1938
Oil on canvas
Dufy visited the South of France frequently in the 1920s and 1930s, staying mainly in Nice, his wife's place of birth. Here he was fascinated with the strength and intensity of the light, much as he had been on his trip to Sicily in the early 1920s and during his first visit to North Africa in 1926. The light of the south permitted him to reconsider his pictorial surface by rearranging it into broad areas of colour which are distributed across the composition. 'Light is the soul of colour', he wrote, '...without light, colour is lifeless' (letter to A. Lhote, 1943, quoted in J. Lassaigne, Raoul Dufy, Geneva 1951, p. 30). Dufy's notion of couleur-lumière enabled him to re-invent the light and distribute it across distinct planes, placing more emphasis on tonal relations and their equivalent in light than on true colour.

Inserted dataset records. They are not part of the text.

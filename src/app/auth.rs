use actix_web::{
  body::EitherBody,
  dev::{forward_ready, Service, ServiceRequest, ServiceResponse, Transform},
  ResponseError
};
use futures::future::{ready, LocalBoxFuture, Ready};
use log::warn;
use std::sync::Arc;
use super::error::Error;
use super::helpers;

/**
 * Middleware that only lets requests through when they carry the
 * shared secret in the configured header. Anything else gets a 401
 * right away, the wrapped services never see the request.
 *
 * A guard would just make the route not match and end up as a 404,
 * which is why this is a middleware.
 */
#[derive(Clone)]
pub struct ApiKeyAuth {
  header_name: Arc<str>,
  secret: Arc<str>
}

impl ApiKeyAuth {
  pub fn new(header_name: &str, secret: &str) -> Self {
    Self {
      header_name: Arc::from(header_name),
      secret: Arc::from(secret)
    }
  }

  // Exact match only. No header at all is never a match.
  pub fn is_authorized(&self, credential: Option<&str>) -> bool {
    credential.map_or(false, |c| c == &*self.secret)
  }
}

impl<S, B> Transform<S, ServiceRequest> for ApiKeyAuth
where
  S: Service<ServiceRequest, Response = ServiceResponse<B>, Error = actix_web::Error>,
  S::Future: 'static,
  B: 'static,
{
  type Response = ServiceResponse<EitherBody<B>>;
  type Error = actix_web::Error;
  type InitError = ();
  type Transform = ApiKeyAuthService<S>;
  type Future = Ready<Result<Self::Transform, Self::InitError>>;

  fn new_transform(&self, service: S) -> Self::Future {
    ready(Ok(ApiKeyAuthService {
      service,
      auth: self.clone()
    }))
  }
}

pub struct ApiKeyAuthService<S> {
  service: S,
  auth: ApiKeyAuth
}

impl<S, B> Service<ServiceRequest> for ApiKeyAuthService<S>
where
  S: Service<ServiceRequest, Response = ServiceResponse<B>, Error = actix_web::Error>,
  S::Future: 'static,
  B: 'static,
{
  type Response = ServiceResponse<EitherBody<B>>;
  type Error = actix_web::Error;
  type Future = LocalBoxFuture<'static, Result<Self::Response, Self::Error>>;

  forward_ready!(service);

  fn call(&self, req: ServiceRequest) -> Self::Future {
    let credential = helpers::header_value(req.headers(), &self.auth.header_name);
    if !self.auth.is_authorized(credential) {
      warn!(
        "Unauthorized {} request to {} (credential {})",
        req.method(),
        req.path(),
        if credential.is_some() { "invalid" } else { "missing" }
      );
      let response = Error::Unauthorized.error_response();
      return Box::pin(ready(Ok(req.into_response(response).map_into_right_body())));
    }

    let fut = self.service.call(req);
    Box::pin(async move {
      fut.await.map(ServiceResponse::map_into_left_body)
    })
  }
}

#[cfg(test)]
mod tests {
  use super::*;
  use actix_web::{
    http::StatusCode,
    test::{call_service, init_service, read_body, TestRequest},
    web,
    App,
    HttpResponse
  };

  fn auth() -> ApiKeyAuth {
    ApiKeyAuth::new("x-api-key", "s3cret")
  }

  #[test]
  fn exact_match_only() {
    let auth = auth();
    assert!(auth.is_authorized(Some("s3cret")));
    assert!(!auth.is_authorized(Some("S3CRET")));
    assert!(!auth.is_authorized(Some("s3cret ")));
    assert!(!auth.is_authorized(Some("")));
    assert!(!auth.is_authorized(None));
  }

  #[actix_web::test]
  async fn rejects_missing_credential() {
    let app = init_service(
      App::new()
        .wrap(auth())
        .route("/", web::get().to(|| async { HttpResponse::Ok().body("hello") }))
    ).await;
    let req = TestRequest::get().uri("/").to_request();
    let resp = call_service(&app, req).await;
    assert_eq!(StatusCode::UNAUTHORIZED, resp.status());
    let body = read_body(resp).await;
    assert_eq!(body, r#"{"message":"HTTP ERROR 401: Unauthorized"}"#);
  }

  #[actix_web::test]
  async fn lets_valid_credential_through() {
    let app = init_service(
      App::new()
        .wrap(auth())
        .route("/", web::get().to(|| async { HttpResponse::Ok().body("hello") }))
    ).await;
    let req = TestRequest::get()
      .uri("/")
      .insert_header(("x-api-key", "s3cret"))
      .to_request();
    let resp = call_service(&app, req).await;
    assert_eq!(StatusCode::OK, resp.status());
    let wrong = TestRequest::get()
      .uri("/")
      .insert_header(("x-api-key", "nope"))
      .to_request();
    assert_eq!(StatusCode::UNAUTHORIZED, call_service(&app, wrong).await.status());
  }
}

The present work depicts the Gulf of Nice, framed by the shutters and balustrade of a balcony. This pictorial conceit, so often a preoccupation for artists concerned with the definition of space, was one that Dufy had explored to great effect at different points in his career, not least in the early days. The iconographic element of the window allows Dufy to link the interior with the exterior and to further create unity of the pictorial plane. The open door acts as a frame for the landscape beyond and gives a greater sense of depth to the coast stretching away from the surface of the work.